Íñiguez cuidó de él los años posteriores a la muerte de Augusta. Basilio se había quedado en un estado de profunda apatía. Parecía como si el mundo, el barrio, lo hubiera decepcionado y ya sólo estuviera pendiente del paso del tiempo. Quizás el inconsciente colectivo se percató de aquel estado, porque a partir de entonces el barrio comenzó a dejar de ser la capital de milagro y volvió poco a poco a la normalidad. Pasados unos meses una televisión por allí o a algún loco predicador eran vistos como desencajados en el rutinario día a día. Basilio bajaba de vez en cuando, pero o bien era ignorado por aquellos que nunca soportaron la llegada de tanto advenedizo y le culparon de ello, o bien era objeto de bromas levemente hirientes por parte de los mismos que lo habían adorado cuando apareció aquella vez en la Iglesia. Los médicos ya lo habían dado como un caso perdido hacía mucho tiempo, y de aquel recuerdo de pruebas incesantes sólo quedaba aquella habitación de casa habilitada como sala hospitalaria, que no se abría desde hace años.

Tenía un pelo cano y abundante, muy enmarañado, Eso, sumado a sus ojos siempre asustados, le daban a Basilio un aspecto de vagabundo alucinado. Su rostro era enjuto, encogido, lo cual no casaba con su altura, por encima del metro y ochenta centímetros. Todo en él parecía tender a lo pequeño salvo su estatura, y lo más diminuto era su boca, siempre levemente entreabierta, como haciendo una figura casi redonda. Ya de muy mayor, conservaba aún un aspecto juvenil por sus ojos no sólo asustados, también inocentes, y por su andar enérgico que proporcionaban unas piernas que no tenían 75 años, sino apenas año y medio. Andaba lánguido, con los brazos caídos, y parecía que nunca tenía un propósito definido de hacer nada. Iba en chandal casi siempre, sucio y desaliñado, y era muy difícil saber qué pasaba por su mente. Tras la muerte de Augusta, lo mismo se pasaba las horas junto al mostrador de la farmacia de Íñiguez, de pie, que caminaba sin rumbo como un enfermo de 'alzheimer' que hubiera escapado de su casa. De joven sí sonreía, una sonrisa que apenas enseñaba los dientes y que acompañaba de un gesto de repetido asentimiento con la cabeza. Ahora lo más parecido a una sonrisa era un fruncimiento del ceño que algunos imaginaban que era ironía.

Íñiguez lo recogió muy temprano. Era el segundo aniversario de la muerte de Augusta y había decidido llevar a Basilio al cementerio. No lo había visto llorar, ni siquiera hablar de ella, desde su desaparición, y le parecía, no sabía muy bien por qué, que aquello no estaba bien. Por eso aquella fría y algo desapacible fría mañana de noviembre iniciaron un largo camino hacia el camposanto, en la esperanza de remover algo su alma. Basilio sentía pavor patológico por los autobuses, los coches y cualquier medio de transporte con motor, y sólo aceptó andar. Fueron dos horas muy largas para un Íñiguez ya mayor, que a duras penas podía seguir las zancadas de Basilio.

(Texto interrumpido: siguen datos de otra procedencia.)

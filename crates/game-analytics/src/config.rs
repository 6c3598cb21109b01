//! # Client Configuration
//!
//! Game identity plus transport settings, loadable from the environment.
//!
//! ## Security Requirements
//!
//! - `secret_key` is never logged; `Debug` output redacts it
//! - `game_key` is interpolated into URL paths, so it is restricted to
//!   ASCII letters, digits, `-` and `_`

use std::env;
use std::fmt;
use std::time::Duration;

use crate::error::ConfigError;

/// Environment variable holding the game key.
pub const ENV_GAME_KEY: &str = "GA_GAME_KEY";
/// Environment variable holding the secret key.
pub const ENV_SECRET_KEY: &str = "GA_SECRET_KEY";
/// Environment variable enabling the sandbox endpoint.
pub const ENV_SANDBOX: &str = "GA_SANDBOX";
/// Environment variable overriding the request timeout (seconds).
pub const ENV_REQUEST_TIMEOUT_SECS: &str = "GA_REQUEST_TIMEOUT_SECS";

/// Default total request timeout for the default sender.
pub const DEFAULT_REQUEST_TIMEOUT: Duration = Duration::from_secs(10);

/// Configuration for building a `Client`.
#[derive(Clone, PartialEq, Eq)]
pub struct ClientConfig {
    /// Public game key issued by GameAnalytics.
    pub game_key: String,
    /// Private key used only for signing.
    pub secret_key: String,
    /// Send to the sandbox host instead of production.
    pub sandbox: bool,
    /// Total request timeout applied by the default sender.
    pub request_timeout: Duration,
}

impl Default for ClientConfig {
    fn default() -> Self {
        Self {
            game_key: String::new(),
            secret_key: String::new(),
            sandbox: false,
            request_timeout: DEFAULT_REQUEST_TIMEOUT,
        }
    }
}

impl fmt::Debug for ClientConfig {
    fn fmt(&self, f: &mut fmt::Formatter<'_>) -> fmt::Result {
        f.debug_struct("ClientConfig")
            .field("game_key", &self.game_key)
            .field("secret_key", &"<redacted>")
            .field("sandbox", &self.sandbox)
            .field("request_timeout", &self.request_timeout)
            .finish()
    }
}

impl ClientConfig {
    /// Create a validated configuration for the given identity.
    pub fn new(
        game_key: impl Into<String>,
        secret_key: impl Into<String>,
    ) -> Result<Self, ConfigError> {
        let config = Self {
            game_key: game_key.into(),
            secret_key: secret_key.into(),
            ..Self::default()
        };
        config.validate()?;
        Ok(config)
    }

    /// Create configuration from environment variables.
    ///
    /// # Environment Variables
    ///
    /// - `GA_GAME_KEY`: Game key (required)
    /// - `GA_SECRET_KEY`: Secret key (required)
    /// - `GA_SANDBOX`: `true`/`false`/`1`/`0`/`yes`/`no` (default: false)
    /// - `GA_REQUEST_TIMEOUT_SECS`: Request timeout in seconds (default: 10)
    pub fn from_env() -> Result<Self, ConfigError> {
        Self::from_lookup(|var| env::var(var).ok())
    }

    /// Same as [`from_env`](Self::from_env) with an injectable variable source.
    pub fn from_lookup<F>(lookup: F) -> Result<Self, ConfigError>
    where
        F: Fn(&'static str) -> Option<String>,
    {
        let game_key = lookup(ENV_GAME_KEY).ok_or(ConfigError::MissingEnv(ENV_GAME_KEY))?;
        let secret_key = lookup(ENV_SECRET_KEY).ok_or(ConfigError::MissingEnv(ENV_SECRET_KEY))?;

        let sandbox = match lookup(ENV_SANDBOX) {
            Some(raw) => parse_bool(&raw).ok_or(ConfigError::InvalidEnv {
                var: ENV_SANDBOX,
                value: raw,
            })?,
            None => false,
        };

        let request_timeout = match lookup(ENV_REQUEST_TIMEOUT_SECS) {
            Some(raw) => match raw.trim().parse::<u64>() {
                Ok(secs) if secs > 0 => Duration::from_secs(secs),
                _ => {
                    return Err(ConfigError::InvalidEnv {
                        var: ENV_REQUEST_TIMEOUT_SECS,
                        value: raw,
                    })
                }
            },
            None => DEFAULT_REQUEST_TIMEOUT,
        };

        let config = Self {
            game_key,
            secret_key,
            sandbox,
            request_timeout,
        };
        config.validate()?;
        Ok(config)
    }

    /// Validate the game identity and the request timeout.
    pub fn validate(&self) -> Result<(), ConfigError> {
        validate_identity(&self.game_key, &self.secret_key)?;

        if self.request_timeout.is_zero() {
            return Err(ConfigError::ZeroRequestTimeout);
        }

        Ok(())
    }

    /// Builder-style method to select the sandbox host
    pub fn with_sandbox(mut self, sandbox: bool) -> Self {
        self.sandbox = sandbox;
        self
    }

    /// Builder-style method to set the request timeout
    pub fn with_request_timeout(mut self, timeout: Duration) -> Self {
        self.request_timeout = timeout;
        self
    }
}

/// Check a game key / secret key pair.
pub(crate) fn validate_identity(game_key: &str, secret_key: &str) -> Result<(), ConfigError> {
    if game_key.trim().is_empty() {
        return Err(ConfigError::EmptyGameKey);
    }

    if !game_key
        .bytes()
        .all(|b| b.is_ascii_alphanumeric() || b == b'-' || b == b'_')
    {
        return Err(ConfigError::InvalidGameKey(game_key.to_string()));
    }

    if secret_key.is_empty() {
        return Err(ConfigError::EmptySecretKey);
    }

    Ok(())
}

fn parse_bool(raw: &str) -> Option<bool> {
    match raw.trim().to_ascii_lowercase().as_str() {
        "1" | "true" | "yes" | "on" => Some(true),
        "0" | "false" | "no" | "off" | "" => Some(false),
        _ => None,
    }
}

No hablaron en todo el camino, pero Íñiguez podía percibir que a medida que se acercaban a la meta la expresión de Basilio se enternecía, y aquello le gustó.

Llegaron a mediodía. La tumba de Augusta estaba en un lugar en sombra lleno de malas hierbas y humedecido por la ausencia de sol durante el día. Íñiguez miró hacia arriba y le señaló el nicho, tres o cuatro cabezas por encima de ellos. Basilio miró quince minutos en silencio, y probó así la paciencia de Íñiguez, que no entendía ese exceso de actitud contemplativa. El farmacéutico observaba a un Basilio más humano, como el que fue antes del milagro, pero no llegó a ver el resultado que esperaba de remoción de sus emociones. Entonces, Basilio bajó la cabeza y lo miró. Era raro escucharlo hablar.

Íñiguez, dijo, qué pena hacerse viejo.